Lys Fulda, a 36-year-old sales and marketing professional from Chicago, also had a terrifying experience with acute pain during a root canal in her 20s, which left her with a fear of dentists that took 10 years “and a very patient dentist” to conquer.
Fifty-four-year-old Mike Gaynes, a media consultant, suffered extreme acute pain during an attack of kidney stones. On his way to a hike with his wife, he was suddenly overcome by it. “I’ve never been shot or stabbed, but talking to people who have, that’s the closest thing to it,” he says.
Getting the Right Help for Acute Pain
Whether caused by injury, surgery or a toothache so bad it slams you awake in the middle of the night, acute pain is difficult.. Receiving prompt and helpful treatment can make all the difference in the world. But lack of care or inadequate care means that the acute pain may develop into chronic agony.
Fortunately, acute pain is not always long lasting or overwhelming, such as when you have short severe cramp or multiple bee stings that can be handled with time, over-the-counter medication and other home remedies [See sidebar].
Since individuals’ tolerance for pain varies widely, the question of when pain itself requires urgent medical attention is difficult to answer. Chest pain should prompt a visit to the emergency room, of course—but other types of pain are trickier to call.
“If it hurts like hell, come to the E.R.,” says Dr. Sergey Motov, assistant program director for emergency medicine at Maimonides Medical Center in Brooklyn. “The problem is that it’s so subjective, there’s no really good objective way to tell when [help is required]. If it’s the worst pain you’ve ever experienced, [come].”
Once you seek medical attention, you should be treated promptly and with compassion. “If you don’t treat acute pain properly, it can become chronic,” Motov says. “If someone comes in with acute pain and it’s sub-optimally treated, they go home and come back in three days and it’s sub-optimally treated again and later on they’re in chronic pain, that started with us because we did not address the acute pain properly in the first place.”
So how should extreme acute pain be treated? Jan Adams, a retired general practitioner herself, describes receiving excellent care after she had back surgery following an injury. She was immediately given strong opioid medication because of the intensity of the pain.

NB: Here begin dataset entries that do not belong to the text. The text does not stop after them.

//! Change broadcasting: one fetch/compare/deliver cycle per tick.
//!
//! [`Broadcaster`] owns the subscriber set and the last-known task list
//! for the broadcast entry point. Each cycle runs to completion; failures
//! never escape a cycle — fetch failures become a failure notice, delivery
//! failures prune the subscriber and the round continues.

#[cfg(test)]
#[path = "mod_tests.rs"]
mod tests;

use crate::notify::{MessageComposer, Notifier};
use crate::registry::{LoadResult, RegistryStore, SubscriberSet};
use crate::source::TaskSource;
use crate::tasks::{TaskList, has_changed};

/// Dispatches change notices to every subscriber, pruning unreachable ones.
///
/// Owns the live [`SubscriberSet`] and the last-known [`TaskList`]; both
/// are only ever mutated from within [`run_cycle`], and cycles never
/// overlap (the caller awaits each cycle before starting the next).
///
/// # Type Parameters
///
/// * `S` - The [`TaskSource`] used to fetch the list
/// * `N` - The [`Notifier`] used for delivery
/// * `R` - The [`RegistryStore`] used to persist prunes
///
/// [`run_cycle`]: Self::run_cycle
pub struct Broadcaster<S, N, R> {
    source: S,
    notifier: N,
    store: R,
    composer: MessageComposer,
    subscribers: SubscriberSet,
    last: Option<TaskList>,
    dry_run: bool,
}

impl<S, N, R> Broadcaster<S, N, R> {
    /// Creates a broadcaster over an initial subscriber set.
    ///
    /// The last-known list starts unset, so the first cycle that fetches
    /// successfully reports its content as a change.
    #[must_use]
    pub const fn new(source: S, notifier: N, store: R, subscribers: SubscriberSet) -> Self {
        Self {
            source,
            notifier,
            store,
            composer: MessageComposer::new(),
            subscribers,
            last: None,
            dry_run: false,
        }
    }

    /// Sets the notice composer (for template support).
    #[must_use]
    pub fn with_composer(mut self, composer: MessageComposer) -> Self {
        self.composer = composer;
        self
    }

    /// Enables dry-run mode: notices are logged but not delivered, and
    /// nothing is pruned or persisted.
    #[must_use]
    pub const fn with_dry_run(mut self, dry_run: bool) -> Self {
        self.dry_run = dry_run;
        self
    }

    /// Returns the current subscriber set.
    #[must_use]
    pub const fn subscribers(&self) -> &SubscriberSet {
        &self.subscribers
    }

    /// Returns the last-known task list, if any cycle has observed one.
    #[must_use]
    pub const fn last_tasks(&self) -> Option<&TaskList> {
        self.last.as_ref()
    }
}

impl<S, N, R> Broadcaster<S, N, R>
where
    S: TaskSource,
    N: Notifier,
    R: RegistryStore,
{
    /// Runs one broadcast cycle: fetch, compare, deliver.
    ///
    /// - Re-reads the registry first, so subscribe/unsubscribe edits made
    ///   by other processes apply before this cycle delivers or prunes.
    /// - With no subscribers, does nothing (not even the fetch).
    /// - On fetch failure, delivers a failure notice to every subscriber
    ///   and leaves the last-known list untouched.
    /// - On an unchanged list, returns with no side effects.
    /// - On change, updates the last-known list, then delivers the change
    ///   notice to a stable snapshot of the set.
    ///
    /// Every delivery failure prunes that subscriber and persists the
    /// updated set immediately; one failure never aborts the round. This
    /// method never fails — all errors are logged and recovered locally.
    pub async fn run_cycle(&mut self) {
        self.refresh_subscribers();

        if self.subscribers.is_empty() {
            tracing::trace!("No subscribers, skipping check");
            return;
        }

        let raw = match self.source.fetch_text().await {
            Ok(raw) => raw,
            Err(e) => {
                tracing::warn!("Task list fetch failed: {e}");
                let notice = self.composer.failure_notice(&e);
                self.deliver_round(&notice).await;
                return;
            }
        };

        let current = TaskList::normalize(&raw);
        if !has_changed(self.last.as_ref(), &current) {
            tracing::debug!("Task list unchanged ({} task(s))", current.len());
            return;
        }

        tracing::info!(
            "Task list changed: {} -> {} task(s)",
            self.last.as_ref().map_or(0, TaskList::len),
            current.len()
        );

        // State is promoted before delivery; delivery outcome never rolls
        // the observation back.
        let notice = self.composer.change_notice(&current);
        self.last = Some(current);

        self.deliver_round(&notice).await;
    }

    /// Adopts registry edits made outside this process.
    ///
    /// The registry file is the shared source of truth: subscribe and
    /// unsubscribe commands may run while the daemon is up, so each cycle
    /// re-reads the file before delivering or pruning against it. A missing
    /// file means no external edit happened; a corrupted file keeps the
    /// in-memory set, which the next prune-save overwrites.
    fn refresh_subscribers(&mut self) {
        match self.store.load() {
            LoadResult::Loaded(set) => {
                if set != self.subscribers {
                    tracing::info!(
                        "Registry changed externally: {} -> {} subscriber(s)",
                        self.subscribers.len(),
                        set.len()
                    );
                }
                self.subscribers = set;
            }
            LoadResult::NotFound => {}
            LoadResult::Corrupted { reason } => {
                tracing::warn!("Registry file corrupted ({reason}), keeping current set");
            }
        }
    }

    /// Delivers `text` to a stable snapshot of the current subscribers.
    ///
    /// Unreachable subscribers are removed from the live set and the set
    /// is persisted after each removal.
    async fn deliver_round(&mut self, text: &str) {
        if self.dry_run {
            tracing::info!(
                "Dry-run: would deliver to {} subscriber(s):\n{text}",
                self.subscribers.len()
            );
            return;
        }

        for id in self.subscribers.snapshot() {
            match self.notifier.deliver(id, text).await {
                Ok(()) => {
                    tracing::debug!("Delivered notice to {id}");
                }
                Err(e) => {
                    tracing::warn!("Could not deliver to {id}, unsubscribing: {e}");
                    self.subscribers.unsubscribe(id);
                    if let Err(e) = self.store.save(&self.subscribers).await {
                        tracing::warn!("Could not persist subscriber set: {e}");
                    }
                }
            }
        }
    }
}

“What they did right was allow me to manage how much pain medication I needed for the first few days,” she says. “I needed more at first and what they did right was to allow me to manage the pain, understanding that there’s a big difference between abuse of pain medication and acute pain use of narcotics.”
Mike Gaynes, a media consultant, received similarly caring treatment with opioids when he reached the ER suffering with kidney stones. Although he does not normally have high blood pressure, the pain had made it skyrocket. “This was cork-popping,” he says, “They gave me I.V. morphine and it helped somewhat, then they gave me more and it helped a little more. It took the edge off but did not shut [the pain] down entirely.”